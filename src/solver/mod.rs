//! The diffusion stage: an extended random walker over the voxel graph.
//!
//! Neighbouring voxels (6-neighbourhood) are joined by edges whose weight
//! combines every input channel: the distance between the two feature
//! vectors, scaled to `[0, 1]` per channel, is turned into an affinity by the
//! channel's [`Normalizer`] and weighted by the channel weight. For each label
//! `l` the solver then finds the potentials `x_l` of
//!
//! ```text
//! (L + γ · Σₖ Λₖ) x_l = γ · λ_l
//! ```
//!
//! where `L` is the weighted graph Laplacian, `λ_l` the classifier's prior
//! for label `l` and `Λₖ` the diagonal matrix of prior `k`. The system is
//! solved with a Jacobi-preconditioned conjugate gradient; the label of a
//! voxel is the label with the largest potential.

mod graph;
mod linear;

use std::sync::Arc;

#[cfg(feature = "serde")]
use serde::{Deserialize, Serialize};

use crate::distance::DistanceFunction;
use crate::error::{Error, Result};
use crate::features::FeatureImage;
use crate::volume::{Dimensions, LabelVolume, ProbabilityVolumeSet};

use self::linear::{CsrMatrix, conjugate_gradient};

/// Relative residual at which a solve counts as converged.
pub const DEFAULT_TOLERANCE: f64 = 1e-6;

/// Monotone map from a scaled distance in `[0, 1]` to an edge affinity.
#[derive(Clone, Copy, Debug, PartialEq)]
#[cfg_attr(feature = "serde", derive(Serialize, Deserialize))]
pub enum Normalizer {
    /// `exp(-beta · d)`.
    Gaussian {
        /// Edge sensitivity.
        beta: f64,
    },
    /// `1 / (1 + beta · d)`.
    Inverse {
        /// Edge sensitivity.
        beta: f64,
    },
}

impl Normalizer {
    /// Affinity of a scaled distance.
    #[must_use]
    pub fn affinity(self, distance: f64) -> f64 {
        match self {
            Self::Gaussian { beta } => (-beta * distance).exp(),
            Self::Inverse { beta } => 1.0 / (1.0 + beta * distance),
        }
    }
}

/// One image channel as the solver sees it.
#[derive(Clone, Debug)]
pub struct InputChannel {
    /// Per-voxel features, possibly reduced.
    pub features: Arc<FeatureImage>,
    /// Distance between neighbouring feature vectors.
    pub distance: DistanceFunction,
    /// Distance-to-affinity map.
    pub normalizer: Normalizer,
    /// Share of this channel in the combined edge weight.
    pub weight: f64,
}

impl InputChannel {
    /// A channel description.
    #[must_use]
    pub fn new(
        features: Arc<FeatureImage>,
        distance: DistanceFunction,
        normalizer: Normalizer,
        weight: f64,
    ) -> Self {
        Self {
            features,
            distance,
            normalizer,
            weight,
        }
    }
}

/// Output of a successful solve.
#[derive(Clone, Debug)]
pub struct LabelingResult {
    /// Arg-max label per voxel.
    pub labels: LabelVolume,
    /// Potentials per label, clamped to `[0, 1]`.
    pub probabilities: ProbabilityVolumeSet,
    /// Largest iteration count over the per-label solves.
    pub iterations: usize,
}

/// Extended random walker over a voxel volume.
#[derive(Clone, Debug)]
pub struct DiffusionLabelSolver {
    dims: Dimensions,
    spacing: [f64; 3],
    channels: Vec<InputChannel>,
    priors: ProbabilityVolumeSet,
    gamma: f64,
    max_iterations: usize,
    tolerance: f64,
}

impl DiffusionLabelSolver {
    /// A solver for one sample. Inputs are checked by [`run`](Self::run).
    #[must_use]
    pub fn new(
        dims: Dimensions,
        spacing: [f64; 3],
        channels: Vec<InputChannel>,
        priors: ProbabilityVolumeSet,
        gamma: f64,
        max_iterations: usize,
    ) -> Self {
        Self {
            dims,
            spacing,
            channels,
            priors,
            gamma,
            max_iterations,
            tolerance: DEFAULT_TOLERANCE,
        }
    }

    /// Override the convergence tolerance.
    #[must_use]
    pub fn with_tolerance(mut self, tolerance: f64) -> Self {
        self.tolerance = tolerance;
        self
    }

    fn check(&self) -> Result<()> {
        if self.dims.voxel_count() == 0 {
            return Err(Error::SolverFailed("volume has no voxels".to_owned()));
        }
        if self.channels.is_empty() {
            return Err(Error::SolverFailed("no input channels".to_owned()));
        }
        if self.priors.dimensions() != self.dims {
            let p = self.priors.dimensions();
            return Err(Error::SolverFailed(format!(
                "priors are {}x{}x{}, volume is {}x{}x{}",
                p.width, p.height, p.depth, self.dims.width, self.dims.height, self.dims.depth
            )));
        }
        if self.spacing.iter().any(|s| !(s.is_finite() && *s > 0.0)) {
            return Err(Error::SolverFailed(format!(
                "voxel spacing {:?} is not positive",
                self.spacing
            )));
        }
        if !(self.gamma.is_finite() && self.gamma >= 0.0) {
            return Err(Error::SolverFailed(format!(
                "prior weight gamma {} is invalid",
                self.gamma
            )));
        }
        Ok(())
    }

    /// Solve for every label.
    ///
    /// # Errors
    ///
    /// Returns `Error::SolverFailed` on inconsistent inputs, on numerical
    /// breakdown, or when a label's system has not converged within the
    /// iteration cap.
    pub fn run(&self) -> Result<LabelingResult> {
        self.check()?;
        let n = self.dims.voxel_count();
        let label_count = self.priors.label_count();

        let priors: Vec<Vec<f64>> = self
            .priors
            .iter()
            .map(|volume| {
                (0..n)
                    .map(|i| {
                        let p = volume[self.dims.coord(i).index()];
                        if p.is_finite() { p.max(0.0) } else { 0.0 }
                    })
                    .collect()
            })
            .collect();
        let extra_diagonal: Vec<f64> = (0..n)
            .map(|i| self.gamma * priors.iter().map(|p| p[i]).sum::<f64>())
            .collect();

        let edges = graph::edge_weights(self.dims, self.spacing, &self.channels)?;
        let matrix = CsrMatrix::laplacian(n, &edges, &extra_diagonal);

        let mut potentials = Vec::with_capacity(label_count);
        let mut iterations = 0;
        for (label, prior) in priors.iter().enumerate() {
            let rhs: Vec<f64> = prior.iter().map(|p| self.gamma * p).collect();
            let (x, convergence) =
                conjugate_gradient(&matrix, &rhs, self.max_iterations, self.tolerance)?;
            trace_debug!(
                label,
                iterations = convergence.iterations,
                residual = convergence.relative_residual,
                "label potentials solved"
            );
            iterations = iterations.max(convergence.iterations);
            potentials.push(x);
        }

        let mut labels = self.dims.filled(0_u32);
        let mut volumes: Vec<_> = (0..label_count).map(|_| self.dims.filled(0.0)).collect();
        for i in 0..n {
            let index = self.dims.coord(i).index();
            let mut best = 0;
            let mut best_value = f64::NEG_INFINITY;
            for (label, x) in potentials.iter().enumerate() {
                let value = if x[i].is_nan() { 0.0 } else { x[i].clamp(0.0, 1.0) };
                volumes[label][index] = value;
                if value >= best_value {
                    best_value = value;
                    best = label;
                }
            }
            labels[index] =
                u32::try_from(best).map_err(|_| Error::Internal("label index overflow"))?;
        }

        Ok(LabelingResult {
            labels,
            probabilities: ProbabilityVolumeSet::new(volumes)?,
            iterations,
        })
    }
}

————

EXERCISE BRIEF ▸ Print the entries once more, character for character.

EXPECTED ANSWER ▸
filename src/solver/mod.rs
//! The diffusion stage: an extended random walker over the voxel graph.
//!
//! Neighbouring voxels (6-neighbourhood) are joined by edges whose weight
//! combines every input channel: the distance between the two feature
//! vectors, scaled to `[0, 1]` per channel, is turned into an affinity by the
//! channel's [`Normalizer`] and weighted by the channel weight. For each label
//! `l` the solver then finds the potentials `x_l` of
//!
//! ```text
//! (L + γ · Σₖ Λₖ) x_l = γ · λ_l
//! ```
//!
//! where `L` is the weighted graph Laplacian, `λ_l` the classifier's prior
//! for label `l` and `Λₖ` the diagonal matrix of prior `k`. The system is
//! solved with a Jacobi-preconditioned conjugate gradient; the label of a
//! voxel is the label with the largest potential.

mod graph;
mod linear;

use std::sync::Arc;

#[cfg(feature = "serde")]
use serde::{Deserialize, Serialize};

use crate::distance::DistanceFunction;
use crate::error::{Error, Result};
use crate::features::FeatureImage;
use crate::volume::{Dimensions, LabelVolume, ProbabilityVolumeSet};

use self::linear::{CsrMatrix, conjugate_gradient};

/// Relative residual at which a solve counts as converged.
pub const DEFAULT_TOLERANCE: f64 = 1e-6;

/// Monotone map from a scaled distance in `[0, 1]` to an edge affinity.
#[derive(Clone, Copy, Debug, PartialEq)]
#[cfg_attr(feature = "serde", derive(Serialize, Deserialize))]
pub enum Normalizer {
    /// `exp(-beta · d)`.
    Gaussian {
        /// Edge sensitivity.
        beta: f64,
    },
    /// `1 / (1 + beta · d)`.
    Inverse {
        /// Edge sensitivity.
        beta: f64,
    },
}

impl Normalizer {
    /// Affinity of a scaled distance.
    #[must_use]
    pub fn affinity(self, distance: f64) -> f64 {
        match self {
            Self::Gaussian { beta } => (-beta * distance).exp(),
            Self::Inverse { beta } => 1.0 / (1.0 + beta * distance),
        }
    }
}

/// One image channel as the solver sees it.
#[derive(Clone, Debug)]
pub struct InputChannel {
    /// Per-voxel features, possibly reduced.
    pub features: Arc<FeatureImage>,
    /// Distance between neighbouring feature vectors.
    pub distance: DistanceFunction,
    /// Distance-to-affinity map.
    pub normalizer: Normalizer,
    /// Share of this channel in the combined edge weight.
    pub weight: f64,
}

impl InputChannel {
    /// A channel description.
    #[must_use]
    pub fn new(
        features: Arc<FeatureImage>,
        distance: DistanceFunction,
        normalizer: Normalizer,
        weight: f64,
    ) -> Self {
        Self {
            features,
            distance,
            normalizer,
            weight,
        }
    }
}

/// Output of a successful solve.
#[derive(Clone, Debug)]
pub struct LabelingResult {
    /// Arg-max label per voxel.
    pub labels: LabelVolume,
    /// Potentials per label, clamped to `[0, 1]`.
    pub probabilities: ProbabilityVolumeSet,
    /// Largest iteration count over the per-label solves.
    pub iterations: usize,
}

/// Extended random walker over a voxel volume.
#[derive(Clone, Debug)]
pub struct DiffusionLabelSolver {
    dims: Dimensions,
    spacing: [f64; 3],
    channels: Vec<InputChannel>,
    priors: ProbabilityVolumeSet,
    gamma: f64,
    max_iterations: usize,
    tolerance: f64,
}

impl DiffusionLabelSolver {
    /// A solver for one sample. Inputs are checked by [`run`](Self::run).
    #[must_use]
    pub fn new(
        dims: Dimensions,
        spacing: [f64; 3],
        channels: Vec<InputChannel>,
        priors: ProbabilityVolumeSet,
        gamma: f64,
        max_iterations: usize,
    ) -> Self {
        Self {
            dims,
            spacing,
            channels,
            priors,
            gamma,
            max_iterations,
            tolerance: DEFAULT_TOLERANCE,
        }
    }

    /// Override the convergence tolerance.
    #[must_use]
    pub fn with_tolerance(mut self, tolerance: f64) -> Self {
        self.tolerance = tolerance;
        self
    }

    fn check(&self) -> Result<()> {
        if self.dims.voxel_count() == 0 {
            return Err(Error::SolverFailed("volume has no voxels".to_owned()));
        }
        if self.channels.is_empty() {
            return Err(Error::SolverFailed("no input channels".to_owned()));
        }
        if self.priors.dimensions() != self.dims {
            let p = self.priors.dimensions();
            return Err(Error::SolverFailed(format!(
                "priors are {}x{}x{}, volume is {}x{}x{}",
                p.width, p.height, p.depth, self.dims.width, self.dims.height, self.dims.depth
            )));
        }
        if self.spacing.iter().any(|s| !(s.is_finite() && *s > 0.0)) {
            return Err(Error::SolverFailed(format!(
                "voxel spacing {:?} is not positive",
                self.spacing
            )));
        }
        if !(self.gamma.is_finite() && self.gamma >= 0.0) {
            return Err(Error::SolverFailed(format!(
                "prior weight gamma {} is invalid",
                self.gamma
            )));
        }
        Ok(())
    }

    /// Solve for every label.
    ///
    /// # Errors
    ///
    /// Returns `Error::SolverFailed` on inconsistent inputs, on numerical
    /// breakdown, or when a label's system has not converged within the
    /// iteration cap.
    pub fn run(&self) -> Result<LabelingResult> {
        self.check()?;
        let n = self.dims.voxel_count();
        let label_count = self.priors.label_count();

        let priors: Vec<Vec<f64>> = self
            .priors
            .iter()
            .map(|volume| {
                (0..n)
                    .map(|i| {
                        let p = volume[self.dims.coord(i).index()];
                        if p.is_finite() { p.max(0.0) } else { 0.0 }
                    })
                    .collect()
            })
            .collect();
        let extra_diagonal: Vec<f64> = (0..n)
            .map(|i| self.gamma * priors.iter().map(|p| p[i]).sum::<f64>())
            .collect();

        let edges = graph::edge_weights(self.dims, self.spacing, &self.channels)?;
        let matrix = CsrMatrix::laplacian(n, &edges, &extra_diagonal);

        let mut potentials = Vec::with_capacity(label_count);
        let mut iterations = 0;
        for (label, prior) in priors.iter().enumerate() {
            let rhs: Vec<f64> = prior.iter().map(|p| self.gamma * p).collect();
            let (x, convergence) =
                conjugate_gradient(&matrix, &rhs, self.max_iterations, self.tolerance)?;
            trace_debug!(
                label,
                iterations = convergence.iterations,
                residual = convergence.relative_residual,
                "label potentials solved"
            );
            iterations = iterations.max(convergence.iterations);
            potentials.push(x);
        }

        let mut labels = self.dims.filled(0_u32);
        let mut volumes: Vec<_> = (0..label_count).map(|_| self.dims.filled(0.0)).collect();
        for i in 0..n {
            let index = self.dims.coord(i).index();
            let mut best = 0;
            let mut best_value = f64::NEG_INFINITY;
            for (label, x) in potentials.iter().enumerate() {
                let value = if x[i].is_nan() { 0.0 } else { x[i].clamp(0.0, 1.0) };
                volumes[label][index] = value;
                if value >= best_value {
                    best_value = value;
                    best = label;
                }
            }
            labels[index] =
                u32::try_from(best).map_err(|_| Error::Internal("label index overflow"))?;
        }

        Ok(LabelingResult {
            labels,
            probabilities: ProbabilityVolumeSet::new(volumes)?,
            iterations,
        })
    }
}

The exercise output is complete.